▶ To do: Transcribe the records below exactly, from their first line through the line containing "pub label: &'a". Omit every line after it.

▶ Exercise material:
· · · · · · ·
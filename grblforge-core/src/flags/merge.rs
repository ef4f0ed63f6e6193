use serde_json::Map;
use tracing::{debug, warn};

use super::types::{Define, DefineSet, DefineValue, RuleTable};
use crate::profile::SymbolMap;

/// One precedence layer: a label for log messages and its symbols.
#[derive(Debug, Clone, Copy)]
pub struct Layer<'a> {
    pub label: &'a str,
    pub symbols: &'a SymbolMap,
}

impl<'a> Layer<'a> {
    pub fn new(label: &'a str, symbols: &'a SymbolMap) -> Self {
        Self { label, symbols }
    }
}

/// Merge mappings given lowest precedence first.
///
/// Each key takes its value from the highest layer that defines it. Keys keep
/// the position where they first appeared. No deep merging.
pub fn merge_maps<'a, I>(layers: I) -> SymbolMap
where
    I: IntoIterator<Item = &'a SymbolMap>,
{
    let mut merged = Map::new();
    for layer in layers {
        for (key, value) in layer {
            merged.insert(key.clone(), value.clone());
        }
    }
    merged
}

/// Merge precedence layers into the final define set.
///
/// Renames are applied per layer before merging, so a renamed symbol competes
/// with the target name under normal precedence. The letter rule, `false`
/// removal and ordering are applied to the merged result.
pub fn merge_layers(layers: &[Layer<'_>], rules: &RuleTable) -> DefineSet {
    let renamed: Vec<SymbolMap> = layers.iter().map(|l| rename_layer(l, rules)).collect();
    let merged = merge_maps(&renamed);

    let mut defines = Vec::with_capacity(merged.len());
    for (name, value) in merged {
        let value = rules.letter_codepoint(&name, &value).unwrap_or(value);

        if value.is_array() || value.is_object() {
            warn!("Skipping {}: value {} is not a scalar", name, value);
            continue;
        }

        if let Some(value) = DefineValue::from_json(&value) {
            defines.push(Define { name, value });
        }
    }

    if rules.sort_keys {
        defines.sort_by(|a, b| a.name.cmp(&b.name));
    }

    DefineSet::from_defines(defines)
}

fn rename_layer(layer: &Layer<'_>, rules: &RuleTable) -> SymbolMap {
    let mut renamed = Map::new();
    for (key, value) in layer.symbols {
        let name = rules.rename(key);
        if name != key.as_str() {
            debug!("Renamed {} -> {} in {} layer", key, name, layer.label);
        }
        renamed.insert(name.to_string(), value.clone());
    }
    renamed
}

#[cfg(test)]
mod tests {
    use super::*;
    use serde_json::{json, Value};

    fn map(value: Value) -> SymbolMap {
        match value {
            Value::Object(m) => m,
            _ => panic!("fixture must be an object"),
        }
    }

    fn flags(layers: &[Layer<'_>], rules: &RuleTable) -> Vec<String> {
        merge_layers(layers, rules).to_flags()
    }

    #[test]
    fn test_highest_layer_wins() {
        let base = map(json!({"A": 1, "B": 1, "C": 1}));
        let mid = map(json!({"B": 2, "C": 2}));
        let top = map(json!({"C": 3}));

        let set = merge_layers(
            &[
                Layer::new("base", &base),
                Layer::new("mid", &mid),
                Layer::new("top", &top),
            ],
            &RuleTable::passthrough(),
        );
        assert_eq!(set.get("A"), Some(&DefineValue::Literal("1".into())));
        assert_eq!(set.get("B"), Some(&DefineValue::Literal("2".into())));
        assert_eq!(set.get("C"), Some(&DefineValue::Literal("3".into())));
        assert_eq!(set.len(), 3);
    }

    #[test]
    fn test_merge_keeps_first_position() {
        let mut rules = RuleTable::passthrough();
        rules.sort_keys = false;
        let base = map(json!({"B": 1, "A": 1}));
        let top = map(json!({"A": 2, "Z": 2}));
        let out = flags(&[Layer::new("base", &base), Layer::new("top", &top)], &rules);
        assert_eq!(out, vec!["-D B=1", "-D A=2", "-D Z=2"]);
    }

    #[test]
    fn test_merge_maps_overrides_key_for_key() {
        let base = map(json!({"A": 1, "B": {"x": 1}}));
        let top = map(json!({"B": {"y": 2}}));
        let merged = merge_maps([&base, &top]);
        assert_eq!(merged.get("A"), Some(&json!(1)));
        // No deep merge.
        assert_eq!(merged.get("B"), Some(&json!({"y": 2})));
    }

    #[test]
    fn test_false_is_omitted_and_true_is_bare() {
        let symbols = map(json!({"SAFETY_DOOR": false, "WEB_BUILD": true, "N_AXIS": 4}));
        let out = flags(&[Layer::new("test", &symbols)], &RuleTable::passthrough());
        assert_eq!(out, vec!["-D N_AXIS=4", "-D WEB_BUILD"]);
        assert!(out.iter().all(|f| !f.contains("SAFETY_DOOR")));
    }

    #[test]
    fn test_higher_false_removes_lower_true() {
        let base = map(json!({"PROBE_ENABLE": 1}));
        let top = map(json!({"PROBE_ENABLE": false}));
        let set = merge_layers(
            &[Layer::new("base", &base), Layer::new("top", &top)],
            &RuleTable::passthrough(),
        );
        assert!(!set.contains("PROBE_ENABLE"));
    }

    #[test]
    fn test_rename_competes_under_precedence() {
        let mut rules = RuleTable::passthrough();
        rules.renames.enabled = true;
        rules
            .renames
            .symbols
            .insert("SIENCI_ATCI".into(), "ATCI_ENABLE".into());

        let machine = map(json!({"ATCI_ENABLE": 0}));
        let variant = map(json!({"SIENCI_ATCI": 1}));
        let set = merge_layers(
            &[Layer::new("machine", &machine), Layer::new("variant", &variant)],
            &rules,
        );
        assert_eq!(set.get("ATCI_ENABLE"), Some(&DefineValue::Literal("1".into())));
        assert!(!set.contains("SIENCI_ATCI"));
        assert_eq!(set.len(), 1);
    }

    #[test]
    fn test_rename_disabled_keeps_source_name() {
        let variant = map(json!({"SIENCI_ATCI": 1}));
        let set = merge_layers(&[Layer::new("variant", &variant)], &RuleTable::passthrough());
        assert!(set.contains("SIENCI_ATCI"));
        assert!(!set.contains("ATCI_ENABLE"));
    }

    #[test]
    fn test_letter_rule_is_independent_of_rename() {
        let mut rules = RuleTable::passthrough();
        rules.letter_codepoints.enabled = true;

        let symbols = map(json!({"AXIS_A_LETTER": "'A'", "SIENCI_ATCI": 1}));
        let set = merge_layers(&[Layer::new("variant", &symbols)], &rules);
        assert_eq!(set.get("AXIS_A_LETTER"), Some(&DefineValue::Literal("65".into())));
        assert!(set.contains("SIENCI_ATCI"));
    }

    #[test]
    fn test_non_scalars_are_skipped() {
        let symbols = map(json!({"LIST": [1, 2], "OBJ": {"a": 1}, "OK": 1}));
        let set = merge_layers(&[Layer::new("variant", &symbols)], &RuleTable::passthrough());
        assert_eq!(set.to_flags(), vec!["-D OK=1"]);
    }

    #[test]
    fn test_merge_order_when_unsorted() {
        let mut rules = RuleTable::passthrough();
        rules.sort_keys = false;
        let base = map(json!({"Z": true, "A": true}));
        let top = map(json!({"M": 1}));
        let out = flags(&[Layer::new("base", &base), Layer::new("top", &top)], &rules);
        assert_eq!(out, vec!["-D Z", "-D A", "-D M=1"]);
    }

    #[test]
    fn test_strings_are_verbatim() {
        let symbols = map(json!({"NAME": "\"Alt Mill\""}));
        let out = flags(&[Layer::new("variant", &symbols)], &RuleTable::passthrough());
        assert_eq!(out, vec!["-D NAME=\"Alt Mill\""]);
    }
}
· · · · · · ·
▶ Output for this exercise:
filename grblforge-core/src/flags/merge.rs
repository ef4f0ed63f6e6193
use serde_json::Map;
use tracing::{debug, warn};

use super::types::{Define, DefineSet, DefineValue, RuleTable};
use crate::profile::SymbolMap;

/// One precedence layer: a label for log messages and its symbols.
#[derive(Debug, Clone, Copy)]
pub struct Layer<'a> {
    pub label: &'a str,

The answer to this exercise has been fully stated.